Google has started a campaign to allow users of personal accounts to sign in using the password replacement known as “passkeys.”
Users will be able to actively look for and enable the functionality once it goes live today for the company’s billions of accounts.
The passkey system relies on a separate paradigm that leverages cryptographic keys kept on your devices for account authentication in order to specifically combat phishing assaults.
Companies like PayPal, Shopify, CVS Health, Kayak, and Hyatt have built the infrastructure required to enable passkeys thanks to the industry alliance known as the FIDO Alliance.
To transition your Google account, you’ll navigate to this link, log in with your username, password, and any additional authentication factors, and then click “+ Create a passkey” on the device you’re using.
Christiaan Brand, an identity and security product manager at Google and co-chair of the FIDO2 technical working group, believes that Google has an opportunity to change the way users think about signing in.
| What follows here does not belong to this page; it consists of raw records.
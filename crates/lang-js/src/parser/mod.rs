use crate::error::{JsError, Result};
use tree_sitter::{Parser, Tree};

pub mod comments;

pub use comments::comments_before;

#[derive(Clone)]
pub struct JsParser {
    pub language: tree_sitter::Language,
}

impl JsParser {
    pub fn new() -> Result<Self> {
        let language: tree_sitter::Language = tree_sitter_javascript::LANGUAGE.into();
        // Fail early on an ABI mismatch rather than on the first file.
        Parser::new()
            .set_language(&language)
            .map_err(|e| JsError::Language(e.to_string()))?;
        Ok(Self { language })
    }

    /// Parse a whole file. Syntax errors do not fail the parse; they show up
    /// as `ERROR` nodes in the returned tree.
    pub fn parse(&self, source: &str) -> Result<Tree> {
        let mut parser = Parser::new();
        parser
            .set_language(&self.language)
            .map_err(|e| JsError::Language(e.to_string()))?;
        parser
            .parse(source, None)
            .ok_or_else(|| JsError::Parsing("parser returned no tree".to_string()))
    }
}

#[cfg(test)]
mod tests {
    use super::*;

    #[test]
    fn test_parse_module_wrapper() {
        let source = r#"
            define(function(require, exports, module) {
                main.consumes = ["Plugin"];
                return main;
                function main(options, imports, register) {}
            });
        "#;
        let parser = JsParser::new().unwrap();
        let tree = parser.parse(source).unwrap();
        assert_eq!(tree.root_node().kind(), "program");
        assert!(!tree.root_node().has_error());
    }
}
Passkeys can sync between devices through end-to-end encrypted services like Google Password Manager and iCloud Keychain. Or, you can set up passkeys on multiple devices by generating a QR code on a device logged in to your Google account.
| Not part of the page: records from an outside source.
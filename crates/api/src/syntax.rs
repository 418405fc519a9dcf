//! Small helpers over tree-sitter JavaScript syntax trees, shared by the
//! engine and its plugins.

use tree_sitter::Node;

/// Named children of a node, excluding comments.
pub fn named_children<'t>(node: &Node<'t>) -> Vec<Node<'t>> {
    let mut cursor = node.walk();
    node.named_children(&mut cursor)
        .filter(|child| child.kind() != "comment")
        .collect()
}

/// Text of an identifier-like node (`identifier`, `property_identifier`, ...).
pub fn identifier_name<'s>(node: &Node, source: &'s str) -> Option<&'s str> {
    match node.kind() {
        "identifier"
        | "property_identifier"
        | "shorthand_property_identifier"
        | "shorthand_property_identifier_pattern"
        | "private_property_identifier" => node.utf8_text(source.as_bytes()).ok(),
        _ => None,
    }
}

/// Value of a plain string literal node. Template strings are not literals.
pub fn string_literal_value(node: &Node, source: &str) -> Option<String> {
    if node.kind() != "string" {
        return None;
    }
    let raw = node.utf8_text(source.as_bytes()).ok()?;
    let inner = raw.get(1..raw.len().checked_sub(1)?)?;
    Some(unescape(inner))
}

/// Name of an object literal key: identifiers, strings and numbers.
/// Computed keys have no static name.
pub fn property_key_name(node: &Node, source: &str) -> Option<String> {
    match node.kind() {
        "string" => string_literal_value(node, source),
        "number" => node.utf8_text(source.as_bytes()).ok().map(str::to_string),
        _ => identifier_name(node, source).map(str::to_string),
    }
}

/// Whether a node is a function of any syntactic form.
pub fn is_function(node: &Node) -> bool {
    matches!(
        node.kind(),
        "function_declaration"
            | "generator_function_declaration"
            | "function_expression"
            | "function"
            | "generator_function"
            | "arrow_function"
            | "method_definition"
    )
}

/// Parameter nodes of a function, including the bare parameter of
/// `x => ...` arrows.
pub fn function_parameters<'t>(node: &Node<'t>) -> Vec<Node<'t>> {
    if let Some(single) = node.child_by_field_name("parameter") {
        return vec![single];
    }
    node.child_by_field_name("parameters")
        .map(|params| named_children(&params))
        .unwrap_or_default()
}

/// Bound name of a parameter node. Destructuring patterns have none.
pub fn parameter_name<'s>(param: &Node, source: &'s str) -> Option<&'s str> {
    match param.kind() {
        "identifier" => identifier_name(param, source),
        "assignment_pattern" => param
            .child_by_field_name("left")
            .and_then(|left| identifier_name(&left, source)),
        "rest_pattern" => named_children(param)
            .first()
            .and_then(|inner| identifier_name(inner, source)),
        _ => None,
    }
}

fn unescape(raw: &str) -> String {
    let mut out = String::with_capacity(raw.len());
    let mut chars = raw.chars();
    while let Some(c) = chars.next() {
        if c != '\\' {
            out.push(c);
            continue;
        }
        match chars.next() {
            Some('n') => out.push('\n'),
            Some('t') => out.push('\t'),
            Some('r') => out.push('\r'),
            Some('0') => out.push('\0'),
            Some(other) => out.push(other),
            None => out.push('\\'),
        }
    }
    out
}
All your Google account passkeys will show up on the “Passkey Management Page,” where you can review and revoke them.
If you issue a passkey to log into your Google account on a shared device, revoke it once you’re done.
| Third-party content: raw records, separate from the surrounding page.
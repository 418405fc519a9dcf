use super::binder::{ImportsBinding, InjectionBinder};
use super::diagnostics::Diagnostic;
use super::registry::ProviderRegistry;
use super::scheduler::PathTable;
use super::state::{FileStage, ResolverState};
use super::synthesis::ProviderSynthesizer;
use crate::config::ResolverConfig;
use crate::error::Result;
use crate::host::{HostLink, InferencePluginInfo, PendingReply, ReplyState};
use archscope_api::{DocFilter, EnginePlugin, InferenceHost};
use regex::Regex;
use std::any::Any;
use std::sync::Arc;
use tracing::{debug, error, info};

/// Engine plugin resolving architect capabilities across module files.
pub struct ArchitectResolver {
    config: ResolverConfig,
    root_pattern: Regex,
    doc_filter: Arc<dyn DocFilter>,
    state: ResolverState,
    paths: PathTable,
    plugin_list: Option<PendingReply<Vec<InferencePluginInfo>>>,
}

impl ArchitectResolver {
    pub fn new(config: ResolverConfig, doc_filter: Arc<dyn DocFilter>) -> Result<Self> {
        config.validate()?;
        let root_pattern = config.root_pattern()?;
        Ok(Self {
            config,
            root_pattern,
            doc_filter,
            state: ResolverState::new(),
            paths: PathTable::not_requested(),
            plugin_list: None,
        })
    }

    pub fn with_paths(mut self, paths: PathTable) -> Self {
        self.paths = paths;
        self
    }

    /// Ask the host for the capability path table and the plugin list.
    /// Either may still be missing when inference starts.
    pub fn connect(mut self, link: &HostLink) -> Self {
        match link.request_capability_paths() {
            Ok(reply) => self.paths = PathTable::requested(reply),
            Err(e) => error!("Could not request capability paths: {}", e),
        }
        match link.request_inference_plugins() {
            Ok(reply) => self.plugin_list = Some(reply),
            Err(e) => error!("Could not request inference plugin list: {}", e),
        }
        self
    }

    pub fn config(&self) -> &ResolverConfig {
        &self.config
    }

    pub fn state(&self) -> &ResolverState {
        &self.state
    }

    pub fn registry(&self) -> &ProviderRegistry {
        &self.state.registry
    }

    pub fn imports_binding(&self, file: &str) -> Option<&ImportsBinding> {
        self.state.binding(file)
    }

    pub fn diagnostics(&self) -> &[Diagnostic] {
        self.state.diagnostics()
    }

    /// Disabled only when the host's plugin list says so.
    pub fn is_enabled(&mut self) -> bool {
        let Some(reply) = self.plugin_list.as_mut() else {
            return true;
        };
        match reply.poll() {
            ReplyState::Ready(plugins) => plugins
                .iter()
                .find(|plugin| plugin.name == self.config.plugin_name)
                .is_none_or(|plugin| plugin.enabled),
            _ => true,
        }
    }
}

impl EnginePlugin for ArchitectResolver {
    fn name(&self) -> &str {
        &self.config.plugin_name
    }

    fn before_load(&mut self, _host: &mut dyn InferenceHost, file: &str) {
        if !self.is_enabled() {
            return;
        }
        self.state.reset_file(file);
    }

    fn after_load(&mut self, host: &mut dyn InferenceHost, file: &str) {
        if !self.is_enabled() {
            return;
        }
        let synthesizer = ProviderSynthesizer::new(&self.config, self.doc_filter.as_ref());
        if let Err(e) = synthesizer.synthesize(host, &mut self.state, file) {
            error!("Failed to register providers of {}: {}", file, e);
        }
        self.state.set_stage(file, FileStage::Parsed);
    }

    fn post_infer(&mut self, host: &mut dyn InferenceHost) {
        if !self.is_enabled() {
            debug!("{} disabled by host", self.config.plugin_name);
            return;
        }
        let binder = InjectionBinder::new(&self.config, &self.root_pattern);
        binder.bind_program(host, &mut self.state, &mut self.paths);
        info!(
            "Bound {} consumers against {} providers",
            self.state.bindings().count(),
            self.state.registry.len()
        );
    }

    fn as_any(&self) -> &dyn Any {
        self
    }
}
Google has announced that it is introducing passkeys to log in to its accounts on a variety of devices.
The company bets that, once people adjust to using passkeys, they will like them better and find them easier to manage than passwords.
In early tests on a few thousand users, sign-in success rates with passkeys were immediately higher than for traditional username and password logins.
Google hopes to discover and iron out as many of these issues as possible. Many smaller organizations can feel more confident implementing passkeys.
Google’s announcement comes on the eve of World Password Day on Thursday. But proponents are ramping up their efforts to make the occasion obsolete.
“Eventually, it’s going to be like World Horse and Buggy Day, I think,” Shikiar says.